ミシガン州デトロイトから、こどもたちの未来に祈りを込めて。

5件のコメント

  1. 桑原功光 より:

    (訂正)今年で「アメリカ生活 “9” 年目」でした。

  2. 相馬有輝 より:

    医学部5年で小児科を志している者です。
    今USMLEを取得し、アメリカでのレジデンシーを一応目指しているのですが、先生の考えておられる、米国で臨床をすることの1番の意義を教えていただければ幸いです。
    また最終的に国内で臨床をするなら早い段階での臨床留学はあまり良い手ではないという話も聞くのですが先生はどのようなキャリア形成をお考えでしょうか。

    長文失礼いたしました。

    • 桑原功光 より:

      相馬有輝さんへ

      ブログを読んでくれてありがとうございます。

      [米国で臨床をする意味] という質問を、[米国で臨床をする利点] というふうにおきかえても良いのであれば、以下のことが挙げられます(どれが1番ということはありません。これら全ては医師のキャリア形成において、同じように価値があるものです)

      ・患者の集約化により、希少・致死的・重症な患者層が短期間で濃密に経験できる
      ・多様性・寛容な環境
      ・ワークライフバランス
      ・臨床と研究のバランス
      ・グローバルな視点から医療に携わることができる、世界中に知り合いができる

      米国医学教育の利点についてよく質問を受けますが、日本も2004年度から臨床研修医制度が開始となり、私が卒業した2001年度当時から[レジデント]への医学教育環境は飛躍的に改善しました(インターネットの普及により、情報がすぐに手に入るようになった点も大きいです)。

      しかし、さらに専門性を要求される[フェロー]の教育には、日本では限られた施設でしか患者が効率的に集約化されていないこともあり、自分で意識して学んでいかないと無為な時間がただただ過ぎていくことになりかねません。専門科によっては、そのフェローを支えるはずの専門医制度自体が揺れに揺れており、問題にもなっていますね。

      (レジデントとフェローへの指導内容は異なってしかるべきです。過去のブログにも記述しました。よければお読みください)
      http://ameilog.com/norimitsukuwabara/2014/04/10/170243
      http://ameilog.com/norimitsukuwabara/2014/04/16/161040

      ワークライフバランスについては、仕事のオン・オフはもちろん、アメリカでは特に女性の社会進出が進んでいます。研修医中に女性医師が結婚、出産することも当たり前にあります。日本では女性研修医の産休が認められていない病院は珍しくありませんし、採用の際に「研修中は結婚、妊娠は避けるように」とやんわりと諭されることもあるのが現実で、今も大きく進捗がないと聞いています。私自身、2児の父親となって、子育てと仕事の両立がいかに大変かを痛感しております。妻にはただただ感謝しかありません。

      「女性医師の意欲とキャリアとリーダーシップ: 自分自身を乗り越えると、もっと楽しい」
      https://www.amazon.co.jp/dp/4840472262
      大阪総合市立総合医療センター 小児集中治療部の赤嶺陽子先生の本です。
      医療者がどうやって先入観をはねのけて活躍の場を広げていくかを、多くの客観的文献も引用して詳述されています。
      著者自身もお子さまを連れてハワイ大学に留学されていました。
      男性・女性医師に関わらず、留学を目指す医療者であれば必読の本です。

    • 桑原功光 より:

      臨床留学のベストはタイミングは、人によって異なります。ただ、個人的には、日本で最低2年間は臨床研修を行ってから渡米した方がよいかと思います。理由はさっと思いつく限りで、以下の通りです。

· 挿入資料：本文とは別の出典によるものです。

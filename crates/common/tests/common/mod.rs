//! Shared fixtures for vault integration tests
#![allow(dead_code)]

use common::prelude::*;
use common::testkit::TestEnv;

/// Route vault logs to the test writer when `RUST_LOG` is set.
pub fn init_tracing() {
    let _ = tracing_subscriber::fmt()
        .with_env_filter(tracing_subscriber::EnvFilter::from_default_env())
        .with_test_writer()
        .try_init();
}

/// A fresh environment with one user owning one dataroom called "Deals".
pub async fn setup_room() -> (TestEnv, UserProfile, DataroomId) {
    init_tracing();
    let env = TestEnv::new();
    let owner = env.user("alice").await.unwrap();
    let room = env
        .vault
        .create_dataroom(owner.id, "Deals")
        .await
        .unwrap();
    (env, owner, room.dataroom.id)
}

/// Sign up `handle` and grant them `role` on `dataroom`.
pub async fn member(
    env: &TestEnv,
    inviter: UserId,
    dataroom: DataroomId,
    handle: &str,
    role: Role,
) -> (UserProfile, AccessGrant) {
    let user = env.user(handle).await.unwrap();
    let grant = env
        .vault
        .invite_access(inviter, dataroom, &user.email, role)
        .await
        .unwrap();
    (user, grant)
}

/// Build `a/b/c/...` under the dataroom root, returning the folders
///  root first.
pub async fn folder_chain(
    env: &TestEnv,
    user: UserId,
    dataroom: DataroomId,
    names: &[&str],
) -> Vec<Folder> {
    let mut parent = None;
    let mut chain = Vec::new();
    for name in names {
        let folder = env
            .vault
            .create_folder(user, dataroom, parent, name)
            .await
            .unwrap();
        parent = Some(folder.id);
        chain.push(folder);
    }
    chain
}
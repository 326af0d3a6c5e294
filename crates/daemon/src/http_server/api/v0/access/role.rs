use axum::extract::{Json, State};
use axum::response::IntoResponse;
use reqwest::{Client, RequestBuilder, Url};
use serde::{Deserialize, Serialize};

use common::prelude::{AccessGrant, GrantId, Role, UserId};

use crate::http_server::api::client::ApiRequest;
use crate::http_server::api::v0::error::VaultApiError;
use crate::ServiceState;

/// Change the role of a non-owner grant. Requires admin.
#[derive(Debug, Clone, Serialize, Deserialize, clap::Args)]
pub struct RoleRequest {
    /// Acting user
    #[arg(long, env = "DATAROOM_USER")]
    pub user_id: UserId,
    /// Access grant to act on
    #[arg(long)]
    pub grant_id: GrantId,
    /// admin, editor or viewer
    #[arg(long)]
    pub role: Role,
}

pub async fn handler(
    State(state): State<ServiceState>,
    Json(req): Json<RoleRequest>,
) -> Result<impl IntoResponse, VaultApiError> {
    let grant = state
        .vault()
        .update_access_role(req.user_id, req.grant_id, req.role)
        .await?;
    Ok((http::StatusCode::OK, Json(grant)).into_response())
}

// Client implementation - builds request for this operation
impl ApiRequest for RoleRequest {
    type Response = AccessGrant;

    fn build_request(self, base_url: &Url, client: &Client) -> RequestBuilder {
        let full_url = base_url.join("/api/v0/access/role").unwrap();
        client.post(full_url).json(&self)
    }
}
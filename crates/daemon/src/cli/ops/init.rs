use std::path::PathBuf;

use clap::Args;
use url::Url;

use dataroom_daemon::state::{AppConfig, AppState, BlobStoreConfig, StateError};

#[derive(Args, Debug, Clone)]
pub struct Init {
    /// Port the daemon's API listens on
    #[arg(long, default_value_t = 5001)]
    pub api_port: u16,

    /// Externally reachable base URL used in upload/download links
    #[arg(long)]
    pub public_url: Option<Url>,

    /// Blob backend: memory, filesystem or s3
    #[arg(long, default_value = "filesystem")]
    pub blob_store: String,

    /// Directory for filesystem blobs (defaults to <data dir>/blobs)
    #[arg(long)]
    pub blobs_path: Option<PathBuf>,

    /// S3 endpoint URL, e.g. http://localhost:9000 for MinIO
    #[arg(long)]
    pub s3_endpoint: Option<String>,

    #[arg(long)]
    pub s3_access_key: Option<String>,

    #[arg(long)]
    pub s3_secret_key: Option<String>,

    #[arg(long)]
    pub s3_bucket: Option<String>,

    #[arg(long)]
    pub s3_region: Option<String>,
}

#[derive(Debug, thiserror::Error)]
pub enum InitError {
    #[error("state error: {0}")]
    State(#[from] StateError),
    #[error("unknown blob store '{0}', expected memory, filesystem or s3")]
    UnknownBlobStore(String),
    #[error("--{0} is required for the s3 blob store")]
    MissingS3Option(&'static str),
}

impl Init {
    fn blob_store_config(&self) -> Result<BlobStoreConfig, InitError> {
        match self.blob_store.as_str() {
            "memory" => Ok(BlobStoreConfig::Memory),
            "filesystem" => Ok(BlobStoreConfig::Filesystem {
                path: self.blobs_path.clone(),
            }),
            "s3" => {
                let required = |value: &Option<String>, flag: &'static str| {
                    value.clone().ok_or(InitError::MissingS3Option(flag))
                };
                Ok(BlobStoreConfig::S3 {
                    endpoint: required(&self.s3_endpoint, "s3-endpoint")?,
                    access_key: required(&self.s3_access_key, "s3-access-key")?,
                    secret_key: required(&self.s3_secret_key, "s3-secret-key")?,
                    bucket: required(&self.s3_bucket, "s3-bucket")?,
                    region: self.s3_region.clone(),
                })
            }
            other => Err(InitError::UnknownBlobStore(other.to_string())),
        }
    }
}

#[async_trait::async_trait]
impl crate::cli::op::Op for Init {
    type Error = InitError;
    type Output = String;

    async fn execute(&self, ctx: &crate::cli::op::OpContext) -> Result<Self::Output, Self::Error> {
        let config = AppConfig {
            api_port: self.api_port,
            public_url: self.public_url.clone(),
            blob_store: self.blob_store_config()?,
        };

        let state = AppState::init(ctx.config_path.clone(), Some(config))?;

        Ok(format!(
            "Initialized dataroom directory at {}\n  config:   {}\n  database: {}\n  blobs:    {}\n  api_port: {}",
            state.data_dir.display(),
            state.config_path.display(),
            state.db_path.display(),
            state.blobs_path.display(),
            state.config.api_port,
        ))
    }
}

#[cfg(test)]
mod tests {
    use super::*;

    fn init(blob_store: &str) -> Init {
        Init {
            api_port: 5001,
            public_url: None,
            blob_store: blob_store.to_string(),
            blobs_path: None,
            s3_endpoint: None,
            s3_access_key: None,
            s3_secret_key: None,
            s3_bucket: None,
            s3_region: None,
        }
    }

    #[test]
    fn test_blob_store_selection() {
        assert_eq!(
            init("memory").blob_store_config().unwrap(),
            BlobStoreConfig::Memory
        );
        assert_eq!(
            init("filesystem").blob_store_config().unwrap(),
            BlobStoreConfig::Filesystem { path: None }
        );
        assert!(matches!(
            init("tape").blob_store_config(),
            Err(InitError::UnknownBlobStore(_))
        ));
    }

    #[test]
    fn test_s3_requires_credentials() {
        let mut op = init("s3");
        op.s3_endpoint = Some("http://localhost:9000".to_string());
        assert!(matches!(
            op.blob_store_config(),
            Err(InitError::MissingS3Option("s3-access-key"))
        ));
    }
}
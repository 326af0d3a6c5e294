use super::{CascadeReport, Entity, Vault, VaultError};
use crate::blobs::BlobStorage;
use crate::ids::{DataroomId, GrantId, UserId};
use crate::model::{timestamp, AccessGrant, Dataroom, DataroomView, ItemCount};
use crate::names::validate_name;
use crate::role::Role;
use crate::store::Store;

impl<S: Store, B: BlobStorage> Vault<S, B> {
    /// Create a dataroom owned by `user`. The owner grant is written
    ///  together with the dataroom.
    pub async fn create_dataroom(
        &self,
        user: UserId,
        name: &str,
    ) -> Result<DataroomView, VaultError> {
        let owner = self.require_user(user).await?;
        validate_name(name)?;

        // an owner may not hold two datarooms whose names differ only by case
        let wanted = name.to_lowercase();
        let grants = self
            .store
            .list_grants_for_user(&owner.email)
            .await
            .map_err(VaultError::store)?;
        for grant in grants.iter().filter(|g| g.is_owner()) {
            let existing = self
                .store
                .get_dataroom(grant.dataroom_id)
                .await
                .map_err(VaultError::store)?;
            if existing.is_some_and(|d| d.name.to_lowercase() == wanted) {
                return Err(VaultError::DuplicateName(Entity::Dataroom));
            }
        }

        let now = timestamp();
        let dataroom = Dataroom {
            id: DataroomId::new(),
            name: name.to_string(),
            created_at: now,
            updated_at: now,
        };
        let grant = AccessGrant {
            id: GrantId::new(),
            dataroom_id: dataroom.id,
            user_email: owner.email.clone(),
            role: Role::Owner,
            invited_at: now,
            invited_by: None,
        };
        self.store
            .insert_dataroom_with_owner(dataroom.clone(), grant)
            .await
            .map_err(VaultError::store)?;

        tracing::info!(dataroom_id = %dataroom.id, owner = %owner.id, "dataroom created");
        Ok(DataroomView {
            dataroom,
            role: Role::Owner,
        })
    }

    /// Every dataroom the user holds a grant on, with the granted role.
    pub async fn list_my_datarooms(&self, user: UserId) -> Result<Vec<DataroomView>, VaultError> {
        let user = self.require_user(user).await?;
        let grants = self
            .store
            .list_grants_for_user(&user.email)
            .await
            .map_err(VaultError::store)?;

        let mut views = Vec::with_capacity(grants.len());
        for grant in grants {
            // grants can briefly outlive a dataroom mid-delete
            if let Some(dataroom) = self
                .store
                .get_dataroom(grant.dataroom_id)
                .await
                .map_err(VaultError::store)?
            {
                views.push(DataroomView {
                    dataroom,
                    role: grant.role,
                });
            }
        }
        Ok(views)
    }

    pub async fn get_dataroom(
        &self,
        user: UserId,
        dataroom: DataroomId,
    ) -> Result<DataroomView, VaultError> {
        let grant = self.authorize(user, dataroom, None).await?;
        let dataroom = self.load_dataroom(dataroom).await?;
        Ok(DataroomView {
            dataroom,
            role: grant.role,
        })
    }

    pub async fn rename_dataroom(
        &self,
        user: UserId,
        dataroom: DataroomId,
        name: &str,
    ) -> Result<Dataroom, VaultError> {
        self.authorize(user, dataroom, Some(Role::Editor)).await?;
        validate_name(name)?;
        let mut record = self.load_dataroom(dataroom).await?;

        let now = timestamp();
        self.store
            .rename_dataroom(dataroom, name, now)
            .await
            .map_err(VaultError::store)?;

        record.name = name.to_string();
        record.updated_at = now;
        Ok(record)
    }

    /// Delete a dataroom and everything in it: folder trees, remaining
    ///  files and their blobs, every access grant, then the dataroom.
    pub async fn delete_dataroom(
        &self,
        user: UserId,
        dataroom: DataroomId,
    ) -> Result<CascadeReport, VaultError> {
        self.authorize(user, dataroom, Some(Role::Owner)).await?;
        self.load_dataroom(dataroom).await?;

        let mut report = CascadeReport::default();

        let roots = self
            .store
            .list_folders(dataroom, None)
            .await
            .map_err(VaultError::store)?;
        for root in roots {
            report.merge(self.cascade_folder(root.id).await?);
        }

        // folders whose parent chain is broken never show up as roots
        let stray = self
            .store
            .list_folders_in_dataroom(dataroom)
            .await
            .map_err(VaultError::store)?;
        for folder in stray {
            report.merge(self.cascade_folder(folder.id).await?);
        }

        // root-level files and anything left under a missing folder
        let files = self
            .store
            .list_files_in_dataroom(dataroom)
            .await
            .map_err(VaultError::store)?;
        for file in files {
            self.remove_file_record(&file).await?;
            report.files += 1;
            report.blobs_released += 1;
        }

        let grants = self
            .store
            .list_grants_for_dataroom(dataroom)
            .await
            .map_err(VaultError::store)?;
        for grant in grants {
            self.store
                .delete_grant(grant.id)
                .await
                .map_err(VaultError::store)?;
            report.grants += 1;
        }

        self.store
            .delete_dataroom(dataroom)
            .await
            .map_err(VaultError::store)?;

        tracing::info!(
            dataroom_id = %dataroom,
            folders = report.folders,
            files = report.files,
            blobs = report.blobs_released,
            grants = report.grants,
            "dataroom deleted"
        );
        Ok(report)
    }

    /// Direct root-level children of a dataroom.
    pub async fn dataroom_item_count(
        &self,
        user: UserId,
        dataroom: DataroomId,
    ) -> Result<ItemCount, VaultError> {
        self.authorize(user, dataroom, None).await?;
        let folders = self
            .store
            .list_folders(dataroom, None)
            .await
            .map_err(VaultError::store)?;
        let files = self
            .store
            .list_files(dataroom, None)
            .await
            .map_err(VaultError::store)?;
        Ok(ItemCount::new(folders.len(), files.len()))
    }

    pub(crate) async fn load_dataroom(&self, dataroom: DataroomId) -> Result<Dataroom, VaultError> {
        self.store
            .get_dataroom(dataroom)
            .await
            .map_err(VaultError::store)?
            .ok_or(VaultError::NotFound(Entity::Dataroom))
    }
}
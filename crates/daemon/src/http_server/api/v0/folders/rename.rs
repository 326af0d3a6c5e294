use axum::extract::{Json, State};
use axum::response::IntoResponse;
use reqwest::{Client, RequestBuilder, Url};
use serde::{Deserialize, Serialize};

use common::prelude::{Folder, FolderId, UserId};

use crate::http_server::api::client::ApiRequest;
use crate::http_server::api::v0::error::VaultApiError;
use crate::ServiceState;

/// Rename a folder. Requires editor.
#[derive(Debug, Clone, Serialize, Deserialize, clap::Args)]
pub struct RenameRequest {
    /// Acting user
    #[arg(long, env = "DATAROOM_USER")]
    pub user_id: UserId,
    /// Folder to act on
    #[arg(long)]
    pub folder_id: FolderId,
    /// New name
    #[arg(long)]
    pub name: String,
}

pub async fn handler(
    State(state): State<ServiceState>,
    Json(req): Json<RenameRequest>,
) -> Result<impl IntoResponse, VaultApiError> {
    let folder = state
        .vault()
        .rename_folder(req.user_id, req.folder_id, &req.name)
        .await?;
    Ok((http::StatusCode::OK, Json(folder)).into_response())
}

// Client implementation - builds request for this operation
impl ApiRequest for RenameRequest {
    type Response = Folder;

    fn build_request(self, base_url: &Url, client: &Client) -> RequestBuilder {
        let full_url = base_url.join("/api/v0/folders/rename").unwrap();
        client.post(full_url).json(&self)
    }
}
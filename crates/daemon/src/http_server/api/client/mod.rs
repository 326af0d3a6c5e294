#[allow(clippy::module_inception)]
mod client;
mod error;

pub use client::ApiClient;
pub use error::ApiError;

use reqwest::{Client, RequestBuilder, Url};
use serde::de::DeserializeOwned;

/// A request the CLI can send to the daemon. Each API operation's request
/// struct implements this next to its handler.
pub trait ApiRequest {
    type Response: DeserializeOwned;

    fn build_request(self, base_url: &Url, client: &Client) -> RequestBuilder;
}
use axum::routing::get;
use axum::Router;

mod data_source;
mod liveness;
mod readiness;
mod version;

use crate::ServiceState;

pub fn router(state: ServiceState) -> Router<ServiceState> {
    Router::new()
        .route("/livez", get(liveness::handler))
        .route("/readyz", get(readiness::handler))
        .route("/version", get(version::handler))
        .with_state(state)
}
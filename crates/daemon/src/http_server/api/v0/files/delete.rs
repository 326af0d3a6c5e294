use axum::extract::{Json, State};
use axum::response::IntoResponse;
use reqwest::{Client, RequestBuilder, Url};
use serde::{Deserialize, Serialize};

use common::prelude::{FileId, UserId};

use crate::http_server::api::client::ApiRequest;
use crate::http_server::api::v0::error::VaultApiError;
use crate::ServiceState;

/// Delete a file record and its content. Requires editor.
#[derive(Debug, Clone, Serialize, Deserialize, clap::Args)]
pub struct DeleteRequest {
    /// Acting user
    #[arg(long, env = "DATAROOM_USER")]
    pub user_id: UserId,
    /// File to act on
    #[arg(long)]
    pub file_id: FileId,
}

#[derive(Debug, Clone, Serialize, Deserialize)]
pub struct DeleteResponse {
    pub file_id: FileId,
}

pub async fn handler(
    State(state): State<ServiceState>,
    Json(req): Json<DeleteRequest>,
) -> Result<impl IntoResponse, VaultApiError> {
    state.vault().delete_file(req.user_id, req.file_id).await?;
    tracing::info!(file_id = %req.file_id, "file deleted");
    Ok((
        http::StatusCode::OK,
        Json(DeleteResponse {
            file_id: req.file_id,
        }),
    )
        .into_response())
}

// Client implementation - builds request for this operation
impl ApiRequest for DeleteRequest {
    type Response = DeleteResponse;

    fn build_request(self, base_url: &Url, client: &Client) -> RequestBuilder {
        let full_url = base_url.join("/api/v0/files/delete").unwrap();
        client.post(full_url).json(&self)
    }
}
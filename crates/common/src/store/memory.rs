use std::sync::{Arc, RwLock, RwLockReadGuard, RwLockWriteGuard};

use async_trait::async_trait;
use time::OffsetDateTime;

use super::Store;
use crate::ids::{DataroomId, FileId, FolderId, GrantId, StorageRef, UserId};
use crate::model::{AccessGrant, Dataroom, FileRecord, Folder, User};
use crate::role::Role;

/// In-memory document store. Each table is a `Vec` so listings come
///  back in insertion order.
#[derive(Debug, Clone, Default)]
pub struct MemoryStore {
    inner: Arc<RwLock<MemoryStoreInner>>,
}

#[derive(Debug, Default)]
struct MemoryStoreInner {
    users: Vec<User>,
    datarooms: Vec<Dataroom>,
    grants: Vec<AccessGrant>,
    folders: Vec<Folder>,
    files: Vec<FileRecord>,
}

#[derive(thiserror::Error, Debug, Clone, PartialEq, Eq)]
pub enum MemoryStoreError {
    #[error("memory store error: {0}")]
    Internal(String),
}

impl MemoryStore {
    pub fn new() -> Self {
        Self::default()
    }

    fn read(&self) -> Result<RwLockReadGuard<'_, MemoryStoreInner>, MemoryStoreError> {
        self.inner.read().map_err(|e| {
            MemoryStoreError::Internal(format!("failed to acquire read lock: {}", e))
        })
    }

    fn write(&self) -> Result<RwLockWriteGuard<'_, MemoryStoreInner>, MemoryStoreError> {
        self.inner.write().map_err(|e| {
            MemoryStoreError::Internal(format!("failed to acquire write lock: {}", e))
        })
    }
}

#[async_trait]
impl Store for MemoryStore {
    type Error = MemoryStoreError;

    async fn insert_user(&self, user: User) -> Result<(), Self::Error> {
        self.write()?.users.push(user);
        Ok(())
    }

    async fn get_user(&self, id: UserId) -> Result<Option<User>, Self::Error> {
        Ok(self.read()?.users.iter().find(|u| u.id == id).cloned())
    }

    async fn find_user_by_email(&self, email: &str) -> Result<Option<User>, Self::Error> {
        Ok(self.read()?.users.iter().find(|u| u.email == email).cloned())
    }

    async fn insert_dataroom_with_owner(
        &self,
        dataroom: Dataroom,
        owner: AccessGrant,
    ) -> Result<(), Self::Error> {
        // single write guard, so both land together
        let mut inner = self.write()?;
        inner.datarooms.push(dataroom);
        inner.grants.push(owner);
        Ok(())
    }

    async fn get_dataroom(&self, id: DataroomId) -> Result<Option<Dataroom>, Self::Error> {
        Ok(self.read()?.datarooms.iter().find(|d| d.id == id).cloned())
    }

    async fn rename_dataroom(
        &self,
        id: DataroomId,
        name: &str,
        updated_at: OffsetDateTime,
    ) -> Result<(), Self::Error> {
        let mut inner = self.write()?;
        if let Some(dataroom) = inner.datarooms.iter_mut().find(|d| d.id == id) {
            dataroom.name = name.to_string();
            dataroom.updated_at = updated_at;
        }
        Ok(())
    }

    async fn delete_dataroom(&self, id: DataroomId) -> Result<(), Self::Error> {
        self.write()?.datarooms.retain(|d| d.id != id);
        Ok(())
    }

    async fn insert_grant(&self, grant: AccessGrant) -> Result<(), Self::Error> {
        self.write()?.grants.push(grant);
        Ok(())
    }

    async fn get_grant(&self, id: GrantId) -> Result<Option<AccessGrant>, Self::Error> {
        Ok(self.read()?.grants.iter().find(|g| g.id == id).cloned())
    }

    async fn find_grant(
        &self,
        dataroom: DataroomId,
        email: &str,
    ) -> Result<Option<AccessGrant>, Self::Error> {
        Ok(self
            .read()?
            .grants
            .iter()
            .find(|g| g.dataroom_id == dataroom && g.user_email == email)
            .cloned())
    }

    async fn list_grants_for_user(&self, email: &str) -> Result<Vec<AccessGrant>, Self::Error> {
        Ok(self
            .read()?
            .grants
            .iter()
            .filter(|g| g.user_email == email)
            .cloned()
            .collect())
    }

    async fn list_grants_for_dataroom(
        &self,
        dataroom: DataroomId,
    ) -> Result<Vec<AccessGrant>, Self::Error> {
        Ok(self
            .read()?
            .grants
            .iter()
            .filter(|g| g.dataroom_id == dataroom)
            .cloned()
            .collect())
    }

    async fn set_grant_role(&self, id: GrantId, role: Role) -> Result<(), Self::Error> {
        let mut inner = self.write()?;
        if let Some(grant) = inner.grants.iter_mut().find(|g| g.id == id) {
            grant.role = role;
        }
        Ok(())
    }

    async fn delete_grant(&self, id: GrantId) -> Result<(), Self::Error> {
        self.write()?.grants.retain(|g| g.id != id);
        Ok(())
    }

    async fn insert_folder(&self, folder: Folder) -> Result<(), Self::Error> {
        self.write()?.folders.push(folder);
        Ok(())
    }

    async fn get_folder(&self, id: FolderId) -> Result<Option<Folder>, Self::Error> {
        Ok(self.read()?.folders.iter().find(|f| f.id == id).cloned())
    }

    async fn rename_folder(
        &self,
        id: FolderId,
        name: &str,
        updated_at: OffsetDateTime,
    ) -> Result<(), Self::Error> {
        let mut inner = self.write()?;
        if let Some(folder) = inner.folders.iter_mut().find(|f| f.id == id) {
            folder.name = name.to_string();
            folder.updated_at = updated_at;
        }
        Ok(())
    }

    async fn delete_folder(&self, id: FolderId) -> Result<(), Self::Error> {
        self.write()?.folders.retain(|f| f.id != id);
        Ok(())
    }

    async fn list_folders(
        &self,
        dataroom: DataroomId,
        parent: Option<FolderId>,
    ) -> Result<Vec<Folder>, Self::Error> {
        Ok(self
            .read()?
            .folders
            .iter()
            .filter(|f| f.dataroom_id == dataroom && f.parent_folder_id == parent)
            .cloned()
            .collect())
    }

    async fn list_child_folders(&self, parent: FolderId) -> Result<Vec<Folder>, Self::Error> {
        Ok(self
            .read()?
            .folders
            .iter()
            .filter(|f| f.parent_folder_id == Some(parent))
            .cloned()
            .collect())
    }

    async fn list_folders_in_dataroom(
        &self,
        dataroom: DataroomId,
    ) -> Result<Vec<Folder>, Self::Error> {
        Ok(self
            .read()?
            .folders
            .iter()
            .filter(|f| f.dataroom_id == dataroom)
            .cloned()
            .collect())
    }

    async fn insert_file(&self, file: FileRecord) -> Result<(), Self::Error> {
        self.write()?.files.push(file);
        Ok(())
    }

    async fn get_file(&self, id: FileId) -> Result<Option<FileRecord>, Self::Error> {
        Ok(self.read()?.files.iter().find(|f| f.id == id).cloned())
    }

    async fn find_file_by_storage_ref(
        &self,
        storage_ref: StorageRef,
    ) -> Result<Option<FileRecord>, Self::Error> {
        Ok(self
            .read()?
            .files
            .iter()
            .find(|f| f.storage_ref == storage_ref)
            .cloned())
    }

    async fn rename_file(
        &self,
        id: FileId,
        name: &str,
        updated_at: OffsetDateTime,
    ) -> Result<(), Self::Error> {
        let mut inner = self.write()?;
        if let Some(file) = inner.files.iter_mut().find(|f| f.id == id) {
            file.name = name.to_string();
            file.updated_at = updated_at;
        }
        Ok(())
    }

    async fn delete_file(&self, id: FileId) -> Result<(), Self::Error> {
        self.write()?.files.retain(|f| f.id != id);
        Ok(())
    }

    async fn list_files(
        &self,
        dataroom: DataroomId,
        folder: Option<FolderId>,
    ) -> Result<Vec<FileRecord>, Self::Error> {
        Ok(self
            .read()?
            .files
            .iter()
            .filter(|f| f.dataroom_id == dataroom && f.folder_id == folder)
            .cloned()
            .collect())
    }

    async fn list_files_in_folder(&self, folder: FolderId) -> Result<Vec<FileRecord>, Self::Error> {
        Ok(self
            .read()?
            .files
            .iter()
            .filter(|f| f.folder_id == Some(folder))
            .cloned()
            .collect())
    }

    async fn list_files_in_dataroom(
        &self,
        dataroom: DataroomId,
    ) -> Result<Vec<FileRecord>, Self::Error> {
        Ok(self
            .read()?
            .files
            .iter()
            .filter(|f| f.dataroom_id == dataroom)
            .cloned()
            .collect())
    }
}

#[cfg(test)]
mod tests {
    use super::*;
    use crate::ids::StorageRef;
    use crate::model::timestamp;

    fn folder(dataroom: DataroomId, parent: Option<FolderId>, name: &str) -> Folder {
        let now = timestamp();
        Folder {
            id: FolderId::new(),
            name: name.to_string(),
            dataroom_id: dataroom,
            parent_folder_id: parent,
            created_at: now,
            updated_at: now,
        }
    }

    #[tokio::test]
    async fn test_root_filter_is_not_a_wildcard() {
        let store = MemoryStore::new();
        let room = DataroomId::new();
        let root = folder(room, None, "root");
        let nested = folder(room, Some(root.id), "nested");
        store.insert_folder(root.clone()).await.unwrap();
        store.insert_folder(nested.clone()).await.unwrap();

        let at_root = store.list_folders(room, None).await.unwrap();
        assert_eq!(at_root, vec![root.clone()]);

        let children = store.list_folders(room, Some(root.id)).await.unwrap();
        assert_eq!(children, vec![nested]);
    }

    #[tokio::test]
    async fn test_listings_keep_insertion_order() {
        let store = MemoryStore::new();
        let room = DataroomId::new();
        let names = ["zeta", "alpha", "mid"];
        for name in names {
            store.insert_folder(folder(room, None, name)).await.unwrap();
        }

        let listed: Vec<String> = store
            .list_folders_in_dataroom(room)
            .await
            .unwrap()
            .into_iter()
            .map(|f| f.name)
            .collect();
        assert_eq!(listed, names);
    }

    #[tokio::test]
    async fn test_rename_and_delete_files() {
        let store = MemoryStore::new();
        let room = DataroomId::new();
        let now = timestamp();
        let file = FileRecord {
            id: FileId::new(),
            name: "a.pdf".to_string(),
            dataroom_id: room,
            folder_id: None,
            storage_ref: StorageRef::new(),
            mime_type: "application/pdf".to_string(),
            size: 10,
            created_at: now,
            updated_at: now,
        };
        store.insert_file(file.clone()).await.unwrap();

        store.rename_file(file.id, "b.pdf", now).await.unwrap();
        let renamed = store.get_file(file.id).await.unwrap().unwrap();
        assert_eq!(renamed.name, "b.pdf");

        store.delete_file(file.id).await.unwrap();
        assert!(store.get_file(file.id).await.unwrap().is_none());
        // deleting twice is a no-op
        store.delete_file(file.id).await.unwrap();
    }
}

      1. 実際に医師となって勤務すると、専門にしたい科が変わるなんて一般的。医学生時代の興味は決してあてにならない。

      2. 臨床留学した直後は(バイリンガルでもない限り)、例外なく英語にみんな苦労する。その際に、英語の不出来を少しでも埋め合わせてくれるのが医学知識・経験である。

      3. 日本で臨床研修をしておかないと、将来日本に帰国した場合に保険医の資格がない。

      4. 多くの臨床留学者は、日本に将来帰国する・しないに関わらず、日本の医療にも貢献したいと考えている(留学すると愛国心がわく方が多い)。しかし、日本の医療の実情を知らないと、どのように貢献してよいかわからない。

      • 相馬有輝 より:

        桑原先生

        詳細な回答、誠にありがとうございます!
        ご紹介くださった赤嶺先生のご著書もぜひ拝見させていただきたいと思います。

        やはり米国留学は先生のご回答を受けてより魅力的に思われます。
        学生中は広く学び、できる準備をなるべくできるように努力いたします。
        またブログぜひ拝見して参考にさせていただければと思います。
        いつかミシガンに医師として先生を伺えるように頑張ります!